(Recorded data)
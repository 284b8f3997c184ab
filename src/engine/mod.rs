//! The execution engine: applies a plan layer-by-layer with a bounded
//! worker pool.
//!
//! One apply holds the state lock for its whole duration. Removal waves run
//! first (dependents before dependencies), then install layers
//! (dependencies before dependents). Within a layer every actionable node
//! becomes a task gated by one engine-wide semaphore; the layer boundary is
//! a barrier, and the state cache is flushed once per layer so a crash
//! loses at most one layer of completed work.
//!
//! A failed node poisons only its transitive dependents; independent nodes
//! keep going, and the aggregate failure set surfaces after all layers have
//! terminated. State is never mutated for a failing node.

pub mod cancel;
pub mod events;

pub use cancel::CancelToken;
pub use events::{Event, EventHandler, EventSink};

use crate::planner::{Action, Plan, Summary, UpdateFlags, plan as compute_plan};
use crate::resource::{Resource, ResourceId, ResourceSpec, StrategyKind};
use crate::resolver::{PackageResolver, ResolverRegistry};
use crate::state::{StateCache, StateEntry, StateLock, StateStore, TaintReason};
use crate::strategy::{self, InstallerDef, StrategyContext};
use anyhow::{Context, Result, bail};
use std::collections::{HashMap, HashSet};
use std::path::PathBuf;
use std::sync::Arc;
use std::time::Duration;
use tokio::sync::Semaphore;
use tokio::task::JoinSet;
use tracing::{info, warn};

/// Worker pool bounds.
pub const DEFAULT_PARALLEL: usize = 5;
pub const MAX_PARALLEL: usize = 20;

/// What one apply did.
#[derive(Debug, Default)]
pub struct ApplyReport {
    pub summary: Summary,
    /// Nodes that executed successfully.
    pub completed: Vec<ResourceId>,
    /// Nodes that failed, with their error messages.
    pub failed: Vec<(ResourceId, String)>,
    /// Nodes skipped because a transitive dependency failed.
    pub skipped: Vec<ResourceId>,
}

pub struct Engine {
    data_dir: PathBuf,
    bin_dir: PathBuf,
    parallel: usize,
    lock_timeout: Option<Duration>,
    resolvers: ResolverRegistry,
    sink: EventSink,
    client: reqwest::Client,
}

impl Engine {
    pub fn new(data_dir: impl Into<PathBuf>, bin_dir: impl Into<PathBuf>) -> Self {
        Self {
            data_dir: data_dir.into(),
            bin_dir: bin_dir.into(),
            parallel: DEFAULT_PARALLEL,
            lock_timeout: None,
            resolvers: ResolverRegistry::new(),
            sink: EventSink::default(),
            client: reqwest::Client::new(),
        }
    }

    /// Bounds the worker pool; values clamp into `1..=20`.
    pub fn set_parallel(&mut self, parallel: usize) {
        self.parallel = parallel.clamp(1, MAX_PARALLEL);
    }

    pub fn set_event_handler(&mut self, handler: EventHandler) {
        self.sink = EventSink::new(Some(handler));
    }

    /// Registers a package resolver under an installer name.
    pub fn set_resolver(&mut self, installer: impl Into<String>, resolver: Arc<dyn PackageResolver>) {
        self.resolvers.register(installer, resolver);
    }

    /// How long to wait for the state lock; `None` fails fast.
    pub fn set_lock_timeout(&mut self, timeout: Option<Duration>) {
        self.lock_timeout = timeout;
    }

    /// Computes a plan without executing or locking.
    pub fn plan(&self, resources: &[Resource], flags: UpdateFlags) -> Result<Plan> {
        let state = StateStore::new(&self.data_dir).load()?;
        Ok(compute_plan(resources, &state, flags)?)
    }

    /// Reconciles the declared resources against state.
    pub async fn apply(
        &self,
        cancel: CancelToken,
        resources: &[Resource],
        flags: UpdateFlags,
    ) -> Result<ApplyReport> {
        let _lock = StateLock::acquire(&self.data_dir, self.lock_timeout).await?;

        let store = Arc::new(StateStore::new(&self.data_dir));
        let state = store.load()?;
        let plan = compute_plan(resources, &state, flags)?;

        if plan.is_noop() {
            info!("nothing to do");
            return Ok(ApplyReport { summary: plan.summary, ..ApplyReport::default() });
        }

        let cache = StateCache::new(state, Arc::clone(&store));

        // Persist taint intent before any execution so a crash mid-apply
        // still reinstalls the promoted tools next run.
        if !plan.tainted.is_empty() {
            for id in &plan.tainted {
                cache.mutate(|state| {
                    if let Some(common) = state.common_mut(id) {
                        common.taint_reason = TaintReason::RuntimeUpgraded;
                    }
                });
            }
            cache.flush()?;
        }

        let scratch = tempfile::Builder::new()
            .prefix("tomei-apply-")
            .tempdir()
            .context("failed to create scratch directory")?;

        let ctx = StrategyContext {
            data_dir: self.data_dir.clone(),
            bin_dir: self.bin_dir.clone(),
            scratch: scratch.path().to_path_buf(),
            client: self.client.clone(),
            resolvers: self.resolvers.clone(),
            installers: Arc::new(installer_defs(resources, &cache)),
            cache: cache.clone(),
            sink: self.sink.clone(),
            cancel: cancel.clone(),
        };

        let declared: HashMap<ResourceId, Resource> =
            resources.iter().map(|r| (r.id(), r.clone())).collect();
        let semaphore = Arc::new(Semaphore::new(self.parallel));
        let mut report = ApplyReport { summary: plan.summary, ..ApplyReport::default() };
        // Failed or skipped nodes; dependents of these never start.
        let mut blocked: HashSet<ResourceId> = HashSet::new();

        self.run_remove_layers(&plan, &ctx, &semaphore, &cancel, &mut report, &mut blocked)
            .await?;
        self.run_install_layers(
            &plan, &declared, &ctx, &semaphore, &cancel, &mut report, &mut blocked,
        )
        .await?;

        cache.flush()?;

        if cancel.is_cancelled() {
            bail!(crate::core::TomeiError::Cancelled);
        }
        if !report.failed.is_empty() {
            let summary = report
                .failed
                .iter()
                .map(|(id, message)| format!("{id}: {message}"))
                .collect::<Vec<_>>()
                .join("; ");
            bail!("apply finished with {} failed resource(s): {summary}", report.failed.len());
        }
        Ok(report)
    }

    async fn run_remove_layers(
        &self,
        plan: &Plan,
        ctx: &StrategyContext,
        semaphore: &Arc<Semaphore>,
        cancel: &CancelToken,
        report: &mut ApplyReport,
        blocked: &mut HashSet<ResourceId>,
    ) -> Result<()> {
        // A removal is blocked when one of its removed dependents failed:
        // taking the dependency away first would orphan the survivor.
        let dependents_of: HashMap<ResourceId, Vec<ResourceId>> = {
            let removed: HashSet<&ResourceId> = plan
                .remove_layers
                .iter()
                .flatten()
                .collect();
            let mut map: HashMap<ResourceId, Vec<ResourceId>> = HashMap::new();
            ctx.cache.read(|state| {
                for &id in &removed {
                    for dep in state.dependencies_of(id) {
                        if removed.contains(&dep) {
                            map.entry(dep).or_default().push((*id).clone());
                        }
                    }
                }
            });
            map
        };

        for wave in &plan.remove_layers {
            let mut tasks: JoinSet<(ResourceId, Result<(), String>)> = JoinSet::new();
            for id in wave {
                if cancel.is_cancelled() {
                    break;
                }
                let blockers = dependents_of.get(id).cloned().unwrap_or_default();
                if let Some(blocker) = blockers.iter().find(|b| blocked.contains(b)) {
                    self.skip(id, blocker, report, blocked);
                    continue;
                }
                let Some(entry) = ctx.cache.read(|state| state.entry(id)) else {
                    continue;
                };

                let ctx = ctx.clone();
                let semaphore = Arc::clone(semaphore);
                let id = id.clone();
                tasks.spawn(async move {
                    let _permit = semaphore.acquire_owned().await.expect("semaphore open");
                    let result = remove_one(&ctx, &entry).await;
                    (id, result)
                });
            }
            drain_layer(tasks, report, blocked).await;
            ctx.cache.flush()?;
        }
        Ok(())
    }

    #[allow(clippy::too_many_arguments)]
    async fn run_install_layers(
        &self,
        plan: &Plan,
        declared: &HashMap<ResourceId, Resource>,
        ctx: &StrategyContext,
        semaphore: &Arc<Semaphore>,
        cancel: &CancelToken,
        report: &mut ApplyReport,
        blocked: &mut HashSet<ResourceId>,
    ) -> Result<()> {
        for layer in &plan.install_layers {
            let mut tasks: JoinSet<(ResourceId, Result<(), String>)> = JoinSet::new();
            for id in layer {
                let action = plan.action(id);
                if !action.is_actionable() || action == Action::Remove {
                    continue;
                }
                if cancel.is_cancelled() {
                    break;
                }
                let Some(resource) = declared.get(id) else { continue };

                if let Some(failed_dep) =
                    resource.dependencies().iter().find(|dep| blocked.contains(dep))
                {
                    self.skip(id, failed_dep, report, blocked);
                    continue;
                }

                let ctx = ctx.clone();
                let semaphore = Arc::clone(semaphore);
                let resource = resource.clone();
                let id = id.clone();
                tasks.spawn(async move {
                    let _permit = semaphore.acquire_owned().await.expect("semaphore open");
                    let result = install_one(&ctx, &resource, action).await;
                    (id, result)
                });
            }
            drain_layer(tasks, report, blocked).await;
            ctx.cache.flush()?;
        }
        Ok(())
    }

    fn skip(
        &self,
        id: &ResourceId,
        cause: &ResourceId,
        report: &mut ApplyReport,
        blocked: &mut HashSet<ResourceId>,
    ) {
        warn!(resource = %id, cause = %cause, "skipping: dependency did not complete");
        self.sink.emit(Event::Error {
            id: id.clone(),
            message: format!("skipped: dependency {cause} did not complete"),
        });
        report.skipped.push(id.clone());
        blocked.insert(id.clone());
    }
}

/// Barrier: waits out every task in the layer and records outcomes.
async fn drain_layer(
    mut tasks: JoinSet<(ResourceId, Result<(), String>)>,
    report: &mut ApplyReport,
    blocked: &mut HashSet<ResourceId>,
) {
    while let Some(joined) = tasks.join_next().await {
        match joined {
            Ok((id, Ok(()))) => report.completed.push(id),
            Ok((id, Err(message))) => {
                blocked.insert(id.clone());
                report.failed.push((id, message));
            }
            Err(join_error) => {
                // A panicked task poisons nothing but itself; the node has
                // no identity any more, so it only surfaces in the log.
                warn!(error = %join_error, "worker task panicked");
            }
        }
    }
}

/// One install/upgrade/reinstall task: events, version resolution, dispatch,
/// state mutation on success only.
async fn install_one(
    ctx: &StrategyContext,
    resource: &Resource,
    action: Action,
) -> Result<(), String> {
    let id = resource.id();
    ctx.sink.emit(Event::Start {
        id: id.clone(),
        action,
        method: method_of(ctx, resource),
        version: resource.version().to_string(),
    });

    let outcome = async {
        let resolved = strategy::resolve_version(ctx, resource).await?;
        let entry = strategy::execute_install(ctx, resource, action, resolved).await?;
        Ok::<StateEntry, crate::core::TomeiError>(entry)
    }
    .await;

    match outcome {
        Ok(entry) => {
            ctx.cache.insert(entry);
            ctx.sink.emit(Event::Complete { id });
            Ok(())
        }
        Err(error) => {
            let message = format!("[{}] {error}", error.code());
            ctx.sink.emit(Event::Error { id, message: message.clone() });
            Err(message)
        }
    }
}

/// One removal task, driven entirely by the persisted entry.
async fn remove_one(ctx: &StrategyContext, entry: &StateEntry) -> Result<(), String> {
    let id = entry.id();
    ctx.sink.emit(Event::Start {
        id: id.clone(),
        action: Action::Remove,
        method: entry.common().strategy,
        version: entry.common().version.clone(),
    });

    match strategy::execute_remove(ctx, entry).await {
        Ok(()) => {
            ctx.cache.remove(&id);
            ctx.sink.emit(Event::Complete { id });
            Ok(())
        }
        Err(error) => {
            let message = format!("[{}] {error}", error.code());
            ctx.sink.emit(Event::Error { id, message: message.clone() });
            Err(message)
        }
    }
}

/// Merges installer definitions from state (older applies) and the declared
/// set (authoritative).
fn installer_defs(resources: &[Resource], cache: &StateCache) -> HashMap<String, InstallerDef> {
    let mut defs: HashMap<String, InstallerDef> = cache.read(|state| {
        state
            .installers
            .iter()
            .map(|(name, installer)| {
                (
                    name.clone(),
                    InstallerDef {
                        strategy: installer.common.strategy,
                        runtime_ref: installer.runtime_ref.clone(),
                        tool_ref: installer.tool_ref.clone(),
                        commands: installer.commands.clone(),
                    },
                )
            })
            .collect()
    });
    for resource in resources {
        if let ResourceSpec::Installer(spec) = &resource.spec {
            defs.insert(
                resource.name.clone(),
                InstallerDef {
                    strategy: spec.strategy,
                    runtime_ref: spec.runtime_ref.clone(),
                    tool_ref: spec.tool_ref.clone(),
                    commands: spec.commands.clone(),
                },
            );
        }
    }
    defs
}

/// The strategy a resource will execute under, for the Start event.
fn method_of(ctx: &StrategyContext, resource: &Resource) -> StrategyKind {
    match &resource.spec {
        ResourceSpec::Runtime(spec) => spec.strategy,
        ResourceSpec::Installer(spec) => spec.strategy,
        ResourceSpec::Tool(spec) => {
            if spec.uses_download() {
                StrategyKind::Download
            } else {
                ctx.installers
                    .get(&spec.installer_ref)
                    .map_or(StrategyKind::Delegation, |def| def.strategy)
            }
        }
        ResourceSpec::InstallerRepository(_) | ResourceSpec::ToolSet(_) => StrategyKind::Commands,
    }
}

Activity
Please print the lines from the start of the records up to and including the line with "use tokio::sync::Semaphore;", copying each one exactly and leaving out the rest.

Output for this exercise
repository 284b8f3997c184ab
filename src/engine/mod.rs
//! The execution engine: applies a plan layer-by-layer with a bounded
//! worker pool.
//!
//! One apply holds the state lock for its whole duration. Removal waves run
//! first (dependents before dependencies), then install layers
//! (dependencies before dependents). Within a layer every actionable node
//! becomes a task gated by one engine-wide semaphore; the layer boundary is
//! a barrier, and the state cache is flushed once per layer so a crash
//! loses at most one layer of completed work.
//!
//! A failed node poisons only its transitive dependents; independent nodes
//! keep going, and the aggregate failure set surfaces after all layers have
//! terminated. State is never mutated for a failing node.

pub mod cancel;
pub mod events;

pub use cancel::CancelToken;
pub use events::{Event, EventHandler, EventSink};

use crate::planner::{Action, Plan, Summary, UpdateFlags, plan as compute_plan};
use crate::resource::{Resource, ResourceId, ResourceSpec, StrategyKind};
use crate::resolver::{PackageResolver, ResolverRegistry};
use crate::state::{StateCache, StateEntry, StateLock, StateStore, TaintReason};
use crate::strategy::{self, InstallerDef, StrategyContext};
use anyhow::{Context, Result, bail};
use std::collections::{HashMap, HashSet};
use std::path::PathBuf;
use std::sync::Arc;
use std::time::Duration;
use tokio::sync::Semaphore;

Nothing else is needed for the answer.